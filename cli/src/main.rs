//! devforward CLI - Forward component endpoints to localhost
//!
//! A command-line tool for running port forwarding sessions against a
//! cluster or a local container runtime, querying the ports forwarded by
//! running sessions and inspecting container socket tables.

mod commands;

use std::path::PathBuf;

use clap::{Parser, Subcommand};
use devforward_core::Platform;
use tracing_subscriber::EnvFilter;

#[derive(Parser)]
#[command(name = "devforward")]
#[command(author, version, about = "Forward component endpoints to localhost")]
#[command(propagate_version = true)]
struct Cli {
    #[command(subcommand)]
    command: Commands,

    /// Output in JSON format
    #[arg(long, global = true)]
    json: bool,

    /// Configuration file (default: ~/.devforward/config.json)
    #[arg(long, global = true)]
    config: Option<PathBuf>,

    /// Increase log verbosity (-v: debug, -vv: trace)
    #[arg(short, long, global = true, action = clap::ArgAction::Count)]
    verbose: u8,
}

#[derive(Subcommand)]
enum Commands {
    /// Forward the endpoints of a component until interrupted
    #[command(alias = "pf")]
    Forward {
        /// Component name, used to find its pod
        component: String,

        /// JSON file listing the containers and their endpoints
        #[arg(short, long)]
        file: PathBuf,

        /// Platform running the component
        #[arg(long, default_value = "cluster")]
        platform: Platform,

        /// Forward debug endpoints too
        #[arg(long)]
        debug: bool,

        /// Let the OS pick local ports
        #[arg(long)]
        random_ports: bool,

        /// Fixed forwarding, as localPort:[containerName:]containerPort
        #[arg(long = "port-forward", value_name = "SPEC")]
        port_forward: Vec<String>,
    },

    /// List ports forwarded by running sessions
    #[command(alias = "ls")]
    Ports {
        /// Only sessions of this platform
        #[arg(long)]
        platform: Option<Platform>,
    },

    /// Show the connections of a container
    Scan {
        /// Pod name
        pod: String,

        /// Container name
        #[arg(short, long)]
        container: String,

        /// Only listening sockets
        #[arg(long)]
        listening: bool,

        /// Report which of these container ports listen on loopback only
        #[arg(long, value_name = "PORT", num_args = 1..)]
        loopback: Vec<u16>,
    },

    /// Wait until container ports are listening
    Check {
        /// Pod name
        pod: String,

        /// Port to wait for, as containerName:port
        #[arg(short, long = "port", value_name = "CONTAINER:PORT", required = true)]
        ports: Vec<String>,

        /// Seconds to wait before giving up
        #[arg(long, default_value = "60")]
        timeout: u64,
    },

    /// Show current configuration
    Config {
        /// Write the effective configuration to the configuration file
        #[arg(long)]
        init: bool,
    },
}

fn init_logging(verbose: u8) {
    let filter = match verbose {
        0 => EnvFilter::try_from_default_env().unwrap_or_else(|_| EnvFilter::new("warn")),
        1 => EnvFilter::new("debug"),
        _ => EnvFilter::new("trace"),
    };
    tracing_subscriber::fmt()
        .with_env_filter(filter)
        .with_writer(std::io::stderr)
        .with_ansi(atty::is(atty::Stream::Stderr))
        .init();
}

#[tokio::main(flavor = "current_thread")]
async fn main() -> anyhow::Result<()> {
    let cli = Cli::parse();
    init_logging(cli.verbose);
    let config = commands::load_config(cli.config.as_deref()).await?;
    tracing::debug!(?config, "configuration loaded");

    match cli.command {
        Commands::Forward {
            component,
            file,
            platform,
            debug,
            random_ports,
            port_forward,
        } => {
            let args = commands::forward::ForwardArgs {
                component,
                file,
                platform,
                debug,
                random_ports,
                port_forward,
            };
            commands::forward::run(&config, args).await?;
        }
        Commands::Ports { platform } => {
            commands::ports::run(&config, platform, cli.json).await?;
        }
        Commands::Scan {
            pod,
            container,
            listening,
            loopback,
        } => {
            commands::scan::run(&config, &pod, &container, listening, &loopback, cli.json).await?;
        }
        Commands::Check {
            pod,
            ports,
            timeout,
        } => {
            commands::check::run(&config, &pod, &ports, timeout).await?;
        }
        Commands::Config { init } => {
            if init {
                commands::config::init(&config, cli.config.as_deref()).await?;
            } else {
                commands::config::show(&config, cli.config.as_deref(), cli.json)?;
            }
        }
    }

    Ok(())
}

---*---

# [Task goal]
Return each line of the records above in which the word "timeout" occurs.

# [Task output]
        timeout: u64,
            timeout,
            commands::check::run(&config, &pod, &ports, timeout).await?;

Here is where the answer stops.